Официант принес блюдо с лесными орехами и миндалем; я заказал пиво и попросил пару таблеток аспирина. Игнасио поинтересовался, не болен ли я; я ответил, что нет.
– Так о чем мы говорили? – спросил он.
– О «Женщине с картины».
– А, ну да. Так вот, на самом деле она называется «The woman in the window», то есть «Женщина в окне».
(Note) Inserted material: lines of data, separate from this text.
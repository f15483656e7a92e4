pub mod application;
pub mod config;
pub mod db;
pub mod domain;
pub mod errors;
pub mod handlers;
pub mod infrastructure;
pub mod schema;

use actix_cors::Cors;
use actix_web::{middleware::Logger, web, App, HttpServer};
use diesel_migrations::{embed_migrations, EmbeddedMigrations, MigrationHarness};
use utoipa::OpenApi;
use utoipa_swagger_ui::SwaggerUi;

pub use config::Config;
pub use db::{create_pool, create_pool_from_config, DbPool};
pub use errors::StartupError;
pub use handlers::{ApiDoc, AppState};

pub const MIGRATIONS: EmbeddedMigrations = embed_migrations!("migrations");

/// Run any pending Diesel migrations against the pool's database.
pub fn run_migrations(pool: &DbPool) -> Result<(), StartupError> {
    let mut conn = pool.get()?;
    let applied = conn
        .run_pending_migrations(MIGRATIONS)
        .map_err(|e| StartupError::Migration(e.to_string()))?;
    if !applied.is_empty() {
        log::info!("Applied {} database migration(s)", applied.len());
    }
    Ok(())
}

/// CORS policy for the browser form. `*` admits any origin, otherwise only the
/// listed comma-separated origins.
pub fn cors(allowed_origins: &str) -> Cors {
    let cors = Cors::default()
        .allow_any_method()
        .allow_any_header()
        .max_age(3600);
    if allowed_origins.trim() == "*" {
        return cors.allow_any_origin().send_wildcard();
    }
    allowed_origins
        .split(',')
        .map(str::trim)
        .filter(|origin| !origin.is_empty())
        .fold(cors, |cors, origin| cors.allowed_origin(origin))
}

/// Build and return an actix-web `Server` bound to `host:port`.
///
/// The caller is responsible for `.await`-ing (or `tokio::spawn`-ing) the
/// returned server.
pub fn build_server(
    pool: DbPool,
    host: &str,
    port: u16,
    allowed_origins: &str,
) -> std::io::Result<actix_web::dev::Server> {
    let state = web::Data::new(AppState::from_pool(pool));
    let openapi = ApiDoc::openapi();
    let allowed_origins = allowed_origins.to_string();

    Ok(HttpServer::new(move || {
        App::new()
            .app_data(state.clone())
            .wrap(cors(&allowed_origins))
            .wrap(Logger::default())
            .configure(handlers::configure)
            .service(
                SwaggerUi::new("/swagger-ui/{_:.*}").url("/api-docs/openapi.json", openapi.clone()),
            )
    })
    .bind((host.to_string(), port))?
    .run())
}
– Ты говорил, она тебя разочаровала.
– Немного. Это правда.
Он взял пару орешков, закинул их в рот и стал задумчиво жевать. Затем, поглаживая рукой стакан с виски, где плавали кусочки льда, пояснил:
– Давай разберемся. Один преподаватель, оказавшись в отпуске в Нью-Йорке, идет поужинать с друзьями в клуб и, выходя, застывает перед окном витрины, где выставлен портрет прекрасной женщины. Внезапно эта женщина возникает рядом с ним и приглашает его к себе домой посмотреть другие полотна этого художника. Но когда они уже сидят у нее дома, вламывается какой-то сумасшедший, и преподаватель оказывается вынужден его убить. С этого момента жизнь преподавателя, его зовут Ричард Вэнли, превращается в настоящий кошмар. Вместо того чтобы обратиться к правосудию, которое, возможно, признало бы его невиновным (в конце концов убийство было совершено с целью самозащиты), он, как сумел, избавился от трупа этого ненормального. И вместо того чтобы просить о помощи одного из своих приятелей по клубу, окружного прокурора, как раз занимающегося расследованием этого дела, он начинает сопровождать его в поисках и даже, словно его неудержимо влечет к собственной смерти, словно в глубине души он жаждет разоблачения, чтобы искупить свою вину, он подводит прокурора к решению проблемы; в довершение всех бед появляется телохранитель убитого и шантажирует и его, и женщину с портрета в окне… Я тебе говорю, истинный кошмар, возникший, между прочим, из совершенно банального приключения. До сих пор все очень хорошо: двусмысленная и давящая атмосфера постоянной угрозы, бестолковость Вэнли, который всегда – сознательно или бессознательно – поступает вопреки своим собственным интересам, словно совсем не управляет своими действиями… Но скомканный финал все портит. В тот момент, когда Вэнли впадает в отчаяние, потому что знает, что его вот-вот схватят, и кончает с собой выясняется, что все это был сон. Вэнли просыпается в клубе, где он ужинал с двумя друзьями в начале фильма: он не кончал с собой, он никого не убивал, он не встречал никакую женщину. Все это было во сне.